Wednesday, August 26, 2009

Goin' to the Country

I didn't get a chance to write about our trip down to my cousins' hometown a few weeks ago until now, so here goes... We met Haekgyung and Hyunjun on Friday at the bus station and embarked on a two-and-a-half hour ride southeast, to the town where their mother works as a principal (though I can't remember the name of the town). She picked us up at a small bus station and we swung by the local equivalent of Wal-Mart to pick up some groceries for the weekend. I believe it was an E-Mart, which actually bought up a bunch of Wal-Mart's stores when the American retail giant gave up on its dreams of conquering Korea a few years ago. Take that, Wal-Mart.

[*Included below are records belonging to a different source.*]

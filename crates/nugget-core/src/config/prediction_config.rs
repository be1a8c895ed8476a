use serde::{Deserialize, Serialize};

use super::defaults;

/// Prediction engine configuration.
#[derive(Debug, Clone, PartialEq, Serialize, Deserialize)]
#[serde(default)]
pub struct PredictionConfig {
    /// Most recent same-type records considered per prediction.
    pub window_size: usize,
    /// Gaps at or above this many hours are shown but never averaged.
    pub max_valid_gap_hours: f64,
    /// Preference weight used when the caller supplies none.
    pub feeding_preference_weight: f64,
    pub pumping_preference_weight: f64,
    pub sleep_preference_weight: f64,
}

impl Default for PredictionConfig {
    fn default() -> Self {
        Self {
            window_size: defaults::DEFAULT_WINDOW_SIZE,
            max_valid_gap_hours: defaults::DEFAULT_MAX_VALID_GAP_HOURS,
            feeding_preference_weight: defaults::DEFAULT_FEEDING_PREFERENCE_WEIGHT,
            pumping_preference_weight: defaults::DEFAULT_PUMPING_PREFERENCE_WEIGHT,
            sleep_preference_weight: defaults::DEFAULT_SLEEP_PREFERENCE_WEIGHT,
        }
    }
}
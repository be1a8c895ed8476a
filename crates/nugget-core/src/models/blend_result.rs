use serde::{Deserialize, Serialize};
use ts_rs::TS;

/// Weighted combination of custom, recent and age-based estimates.
#[derive(Debug, Clone, PartialEq, Serialize, Deserialize, TS)]
#[ts(export)]
pub struct BlendResult {
    /// Raw weighted value; `None` when no source was available.
    pub value: Option<f64>,
    /// Which sources contributed, e.g. `"recent 67% + age-based 33%"`.
    pub source: String,
}

impl BlendResult {
    pub const NO_DATA: &'static str = "no data";

    pub fn no_data() -> Self {
        Self {
            value: None,
            source: Self::NO_DATA.to_string(),
        }
    }
}
use serde::{Deserialize, Serialize};
use std::fmt;
use ts_rs::TS;

/// Every kind of caregiving event the app can log.
#[derive(Debug, Clone, Copy, PartialEq, Eq, Hash, Serialize, Deserialize, TS)]
#[ts(export)]
#[serde(rename_all = "snake_case")]
pub enum ActivityType {
    Bottle,
    Nursing,
    Solids,
    Sleep,
    Diaper,
    Pumping,
    Bath,
    Medicine,
    Temperature,
    TummyTime,
    Growth,
    Potty,
    DoctorVisit,
}

impl ActivityType {
    /// All variants in declaration order.
    pub const ALL: [ActivityType; 13] = [
        Self::Bottle,
        Self::Nursing,
        Self::Solids,
        Self::Sleep,
        Self::Diaper,
        Self::Pumping,
        Self::Bath,
        Self::Medicine,
        Self::Temperature,
        Self::TummyTime,
        Self::Growth,
        Self::Potty,
        Self::DoctorVisit,
    ];

    /// Milk feedings consumed by the feeding predictor.
    /// Solids are logged but never predicted.
    pub fn is_feeding(self) -> bool {
        matches!(self, Self::Bottle | Self::Nursing)
    }

    pub fn as_str(self) -> &'static str {
        match self {
            Self::Bottle => "bottle",
            Self::Nursing => "nursing",
            Self::Solids => "solids",
            Self::Sleep => "sleep",
            Self::Diaper => "diaper",
            Self::Pumping => "pumping",
            Self::Bath => "bath",
            Self::Medicine => "medicine",
            Self::Temperature => "temperature",
            Self::TummyTime => "tummy_time",
            Self::Growth => "growth",
            Self::Potty => "potty",
            Self::DoctorVisit => "doctor_visit",
        }
    }
}

impl fmt::Display for ActivityType {
    fn fmt(&self, f: &mut fmt::Formatter<'_>) -> fmt::Result {
        f.write_str(self.as_str())
    }
}

#[cfg(test)]
mod tests {
    use super::*;

    #[test]
    fn only_bottle_and_nursing_are_feedings() {
        let feedings: Vec<_> = ActivityType::ALL
            .iter()
            .filter(|t| t.is_feeding())
            .collect();
        assert_eq!(feedings, vec![&ActivityType::Bottle, &ActivityType::Nursing]);
    }

    #[test]
    fn as_str_matches_serde_name() {
        for t in ActivityType::ALL {
            let json = serde_json::to_string(&t).unwrap();
            assert_eq!(json, format!("\"{}\"", t.as_str()));
        }
    }
}
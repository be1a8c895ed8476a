//! Parse-and-validate entry points for data arriving from the activity and
//! preferences services. Records leave here strongly typed and checked, so
//! predictors never re-inspect raw shapes.

use crate::activity::{ActivityRecord, CustomPreferences};
use crate::errors::{NuggetResult, ValidationError};

/// Parse a JSON array of activity records and validate each one.
pub fn parse_activities(json: &str) -> NuggetResult<Vec<ActivityRecord>> {
    let records: Vec<ActivityRecord> = serde_json::from_str(json)?;
    for record in &records {
        validate_activity(record)?;
    }
    tracing::trace!(count = records.len(), "parsed activity records");
    Ok(records)
}

/// Parse a custom-preferences object. `null` yields `None`.
pub fn parse_preferences(json: &str) -> NuggetResult<Option<CustomPreferences>> {
    let prefs: Option<CustomPreferences> = serde_json::from_str(json)?;
    if let Some(ref p) = prefs {
        p.validate()?;
    }
    Ok(prefs)
}

/// Check one record against the invariants the predictors rely on.
pub fn validate_activity(record: &ActivityRecord) -> Result<(), ValidationError> {
    if record.id.trim().is_empty() {
        return Err(ValidationError::EmptyId);
    }

    if let Some(amount) = record.amount_ml {
        check_finite(record, "amount_ml", amount)?;
        if amount < 0.0 {
            return Err(ValidationError::NegativeAmount {
                id: record.id.clone(),
                value: amount,
            });
        }
    }

    if let Some(duration) = record.duration_minutes {
        check_finite(record, "duration_minutes", duration)?;
        if duration < 0.0 {
            return Err(ValidationError::NegativeDuration {
                id: record.id.clone(),
                value: duration,
            });
        }
    }

    if let Some(ref details) = record.details {
        if details.activity_type() != record.activity_type {
            return Err(ValidationError::DetailsMismatch {
                id: record.id.clone(),
                activity_type: record.activity_type.to_string(),
                details_type: details.activity_type().to_string(),
            });
        }
        for (field, value) in details.numeric_fields() {
            check_finite(record, field, value)?;
        }
    }

    Ok(())
}

fn check_finite(record: &ActivityRecord, field: &str, value: f64) -> Result<(), ValidationError> {
    if value.is_finite() {
        Ok(())
    } else {
        Err(ValidationError::NonFiniteValue {
            id: record.id.clone(),
            field: field.to_string(),
        })
    }
}
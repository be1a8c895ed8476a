use chrono::{DateTime, Utc};
use serde::{Deserialize, Serialize};
use ts_rs::TS;

use super::activity_type::ActivityType;
use super::details::{ActivityDetails, NursingSide};

/// One logged caregiving event.
///
/// Created, updated and deleted by the activity service; the prediction
/// engine only reads a bounded recent window of these.
#[derive(Debug, Clone, PartialEq, Serialize, Deserialize, TS)]
#[ts(export)]
pub struct ActivityRecord {
    pub id: String,
    pub start_time: DateTime<Utc>,
    pub activity_type: ActivityType,
    #[serde(default)]
    pub amount_ml: Option<f64>,
    #[serde(default)]
    pub duration_minutes: Option<f64>,
    #[serde(default)]
    pub details: Option<ActivityDetails>,
    /// Placeholder entries for planned events; never used as observations.
    #[serde(default)]
    pub is_scheduled: bool,
    #[serde(default)]
    pub notes: Option<String>,
}

impl ActivityRecord {
    /// Minimal record with no amount, duration or details.
    pub fn new(id: impl Into<String>, activity_type: ActivityType, start_time: DateTime<Utc>) -> Self {
        Self {
            id: id.into(),
            start_time,
            activity_type,
            amount_ml: None,
            duration_minutes: None,
            details: None,
            is_scheduled: false,
            notes: None,
        }
    }

    pub fn with_amount(mut self, ml: f64) -> Self {
        self.amount_ml = Some(ml);
        self
    }

    pub fn with_duration(mut self, minutes: f64) -> Self {
        self.duration_minutes = Some(minutes);
        self
    }

    pub fn with_details(mut self, details: ActivityDetails) -> Self {
        self.details = Some(details);
        self
    }

    pub fn scheduled(mut self) -> Self {
        self.is_scheduled = true;
        self
    }

    /// Side used by a nursing session.
    ///
    /// An explicit side wins; otherwise it is inferred from the per-side
    /// durations. Non-nursing records have no side.
    pub fn nursing_side(&self) -> Option<NursingSide> {
        if self.activity_type != ActivityType::Nursing {
            return None;
        }
        match &self.details {
            Some(ActivityDetails::Nursing {
                side: Some(side), ..
            }) => Some(*side),
            Some(ActivityDetails::Nursing {
                side: None,
                left_minutes,
                right_minutes,
            }) => Some(NursingSide::infer(*left_minutes, *right_minutes)),
            _ => Some(NursingSide::Both),
        }
    }

    /// Duration of the event in minutes.
    ///
    /// Falls back to the sum of nursing side durations when the record
    /// carries no overall duration.
    pub fn effective_duration_minutes(&self) -> Option<f64> {
        if self.duration_minutes.is_some() {
            return self.duration_minutes;
        }
        match &self.details {
            Some(ActivityDetails::Nursing {
                left_minutes,
                right_minutes,
                ..
            }) if left_minutes.is_some() || right_minutes.is_some() => {
                Some(left_minutes.unwrap_or(0.0) + right_minutes.unwrap_or(0.0))
            }
            _ => None,
        }
    }
}
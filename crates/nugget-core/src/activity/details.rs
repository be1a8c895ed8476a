use serde::{Deserialize, Serialize};
use ts_rs::TS;

use super::activity_type::ActivityType;

/// Which breast a nursing session used.
#[derive(Debug, Clone, Copy, PartialEq, Eq, Hash, Serialize, Deserialize, TS)]
#[ts(export)]
#[serde(rename_all = "lowercase")]
pub enum NursingSide {
    Left,
    Right,
    Both,
}

impl NursingSide {
    /// Infer the side from per-side durations.
    ///
    /// Only one positive duration names that side. Anything else
    /// (both positive, both zero, both absent) is `Both`.
    pub fn infer(left_minutes: Option<f64>, right_minutes: Option<f64>) -> Self {
        let left = left_minutes.is_some_and(|m| m > 0.0);
        let right = right_minutes.is_some_and(|m| m > 0.0);
        match (left, right) {
            (true, false) => Self::Left,
            (false, true) => Self::Right,
            _ => Self::Both,
        }
    }

    /// The side to offer next. `Both` has no opposite.
    pub fn opposite(self) -> Self {
        match self {
            Self::Left => Self::Right,
            Self::Right => Self::Left,
            Self::Both => Self::Both,
        }
    }
}

#[derive(Debug, Clone, Copy, PartialEq, Eq, Serialize, Deserialize, TS)]
#[ts(export)]
#[serde(rename_all = "snake_case")]
pub enum BottleContents {
    Formula,
    BreastMilk,
    Mixed,
}

#[derive(Debug, Clone, Copy, PartialEq, Eq, Serialize, Deserialize, TS)]
#[ts(export)]
#[serde(rename_all = "lowercase")]
pub enum SleepKind {
    Nap,
    Night,
}

#[derive(Debug, Clone, Copy, PartialEq, Eq, Serialize, Deserialize, TS)]
#[ts(export)]
#[serde(rename_all = "lowercase")]
pub enum DiaperKind {
    Wet,
    Dirty,
    Both,
}

/// Per-activity payload attached to a record.
/// Serialized as an internally tagged enum keyed by `type`.
#[derive(Debug, Clone, PartialEq, Serialize, Deserialize, TS)]
#[ts(export)]
#[serde(tag = "type", rename_all = "snake_case")]
pub enum ActivityDetails {
    Nursing {
        side: Option<NursingSide>,
        left_minutes: Option<f64>,
        right_minutes: Option<f64>,
    },
    Bottle {
        contents: Option<BottleContents>,
    },
    Sleep {
        sleep_kind: Option<SleepKind>,
    },
    Diaper {
        kind: DiaperKind,
    },
    Pumping {
        left_ml: Option<f64>,
        right_ml: Option<f64>,
    },
    Temperature {
        celsius: f64,
    },
    Growth {
        weight_kg: Option<f64>,
        length_cm: Option<f64>,
        head_cm: Option<f64>,
    },
    Medicine {
        name: String,
        dose: Option<String>,
    },
}

impl ActivityDetails {
    /// The activity type this payload belongs to.
    pub fn activity_type(&self) -> ActivityType {
        match self {
            Self::Nursing { .. } => ActivityType::Nursing,
            Self::Bottle { .. } => ActivityType::Bottle,
            Self::Sleep { .. } => ActivityType::Sleep,
            Self::Diaper { .. } => ActivityType::Diaper,
            Self::Pumping { .. } => ActivityType::Pumping,
            Self::Temperature { .. } => ActivityType::Temperature,
            Self::Growth { .. } => ActivityType::Growth,
            Self::Medicine { .. } => ActivityType::Medicine,
        }
    }

    /// Every numeric field with its name, for finiteness checks at the boundary.
    pub(crate) fn numeric_fields(&self) -> Vec<(&'static str, f64)> {
        let pairs: Vec<(&'static str, Option<f64>)> = match self {
            Self::Nursing {
                left_minutes,
                right_minutes,
                ..
            } => vec![
                ("details.left_minutes", *left_minutes),
                ("details.right_minutes", *right_minutes),
            ],
            Self::Pumping { left_ml, right_ml } => vec![
                ("details.left_ml", *left_ml),
                ("details.right_ml", *right_ml),
            ],
            Self::Temperature { celsius } => vec![("details.celsius", Some(*celsius))],
            Self::Growth {
                weight_kg,
                length_cm,
                head_cm,
            } => vec![
                ("details.weight_kg", *weight_kg),
                ("details.length_cm", *length_cm),
                ("details.head_cm", *head_cm),
            ],
            Self::Bottle { .. } | Self::Sleep { .. } | Self::Diaper { .. } | Self::Medicine { .. } => {
                vec![]
            }
        };
        pairs
            .into_iter()
            .filter_map(|(name, v)| v.map(|v| (name, v)))
            .collect()
    }
}

#[cfg(test)]
mod tests {
    use super::*;

    #[test]
    fn infer_single_side() {
        assert_eq!(NursingSide::infer(Some(10.0), None), NursingSide::Left);
        assert_eq!(NursingSide::infer(Some(0.0), Some(7.0)), NursingSide::Right);
    }

    #[test]
    fn infer_ambiguous_defaults_to_both() {
        assert_eq!(NursingSide::infer(None, None), NursingSide::Both);
        assert_eq!(NursingSide::infer(Some(0.0), Some(0.0)), NursingSide::Both);
        assert_eq!(NursingSide::infer(Some(5.0), Some(8.0)), NursingSide::Both);
    }

    #[test]
    fn opposite_side() {
        assert_eq!(NursingSide::Left.opposite(), NursingSide::Right);
        assert_eq!(NursingSide::Right.opposite(), NursingSide::Left);
        assert_eq!(NursingSide::Both.opposite(), NursingSide::Both);
    }

    #[test]
    fn details_tagged_by_type() {
        let json = r#"{"type":"nursing","side":"left","left_minutes":12}"#;
        let details: ActivityDetails = serde_json::from_str(json).unwrap();
        assert_eq!(details.activity_type(), ActivityType::Nursing);
        assert!(matches!(
            details,
            ActivityDetails::Nursing {
                side: Some(NursingSide::Left),
                left_minutes: Some(m),
                right_minutes: None,
            } if m == 12.0
        ));
    }

    #[test]
    fn empty_bottle_details_parse() {
        let details: ActivityDetails = serde_json::from_str(r#"{"type":"bottle"}"#).unwrap();
        assert_eq!(details, ActivityDetails::Bottle { contents: None });
    }
}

My aunt then drove the four of us down toward Seokpo, where my uncle works as a manager at a zinc refinery. But on the way there we made a few stops -- first, at a traditional Korean village where only people with the same family name had resided for generations. The houses had beautiful architecture, and the village sat in a shallow valley, surrounded by lush green hills and rice fields.


We winded our way through the hills some more and stopped in a small village that my aunt said was known for its smoked pork. We had two kinds, one that was lightly seasoned and scented with some pine and another that was thickly marinated in a dark red sauce. Both were amazing. I thought about that pork all the way to my uncle's apartment.


My uncle moved back to Seokpo a few years ago, when the company he worked for ran into some kind of trouble and asked for him to come back to supervise. As we came up to the town after dusk, my cousins started sitting up in their seats and pointing things out through the window. This was the town they had grown up in, and they hadn't been back in over ten years. Compared to Seoul, the streets were very dim -- pale yellow lights illuminated some run down-looking houses and stores to our left, and you could make out the faint reflections of the moonlight sparkling off the river to our right. A slight, metallic odor filled the air. As we drove along, the brightly lit factory came into view, with all its large metal silos and colored walkways standing in clear contrast to the dark hills behind. Soon, the car's headlights beamed upon my uncle, who was standing in the entrance to his apartment's parking lot waiting for us.

Hyunjun was thrilled to see the old place again. It wasn't the exact apartment he had grown up in, but since all the units followed the same layout, it was close enough to the home he once knew. The space was small -- two bedrooms, a kitchen, bathroom, and study, all crammed into about four to five-hundred square feet. It was older, too, with the wallpaper rippling off the wall in some places and the rusted plumbing clearly on display in the bathroom. Hyunjun kept saying he remembered it being bigger (the study had once been his bedroom) and he couldn't believe the four of them had at one point lived there together. Nissa and I wouldn't be sleeping here tonight, though. My uncle had rented the modestly furnished apartment upstairs for us to stay in over the weekend, in which a set of towels and toothbrushes were laid out neatly on the refrigerator for us upon arrival. After watching a little TV in my uncle's room, we headed upstairs to turn in for the night.

The next morning we set off for the seaside in a large company van my uncle had borrowed for the weekend. We wound through rolling hills for a couple hours, stopping once or twice to take some pictures. At one point we drove alongside acres and acres of cabbage that looked close to harvest. Apparently this area was known for its cabbage, which all eventually went into kimchi. My relatives said the owners were millionaires -- cabbage millionaires.


Soon the hills cleared and we arrived at Hosan, a beach area along the east coast of Korea, in Gangwon Province. The air was cool, a little humid, and just a little salty. My uncle rented a room for all of us at a motel along the shore, as a sort of base camp for the afternoon, and after changing into our bathing suits we headed out for the water. The waves were incredibly strong, so much so that they could knock you off your feet if you weren't careful. We didn't venture out far, for fear of the undertow, but it was fun battling against the waves nonetheless. We even got a little sunburned.


That evening, on the way back to Seokpo, we stopped in a town called Taebaek. This was a much larger town than Seokpo, we could tell just from the traffic heading in. Even though it only had a population of about 50,000, all the cars and lights from the restaurants and stores made it feel like we were in a metropolis again. As we got out of the car, we could hear a woman's powerful singing echoing down the street. Nissa recognized the song was from Les Miserables. A musical troupe was performing in the town's park -- songs from Grease, Fame...



We closed out the night in Taebaek with a traditional Korean dinner, where you are served about 20 side dishes along with rice that is cooked in a stone pot. On the way back to Seokpo, we could see the stars clearly in the night sky. The air was cool and the hills were quiet. It was going to be hard to go back to Seoul.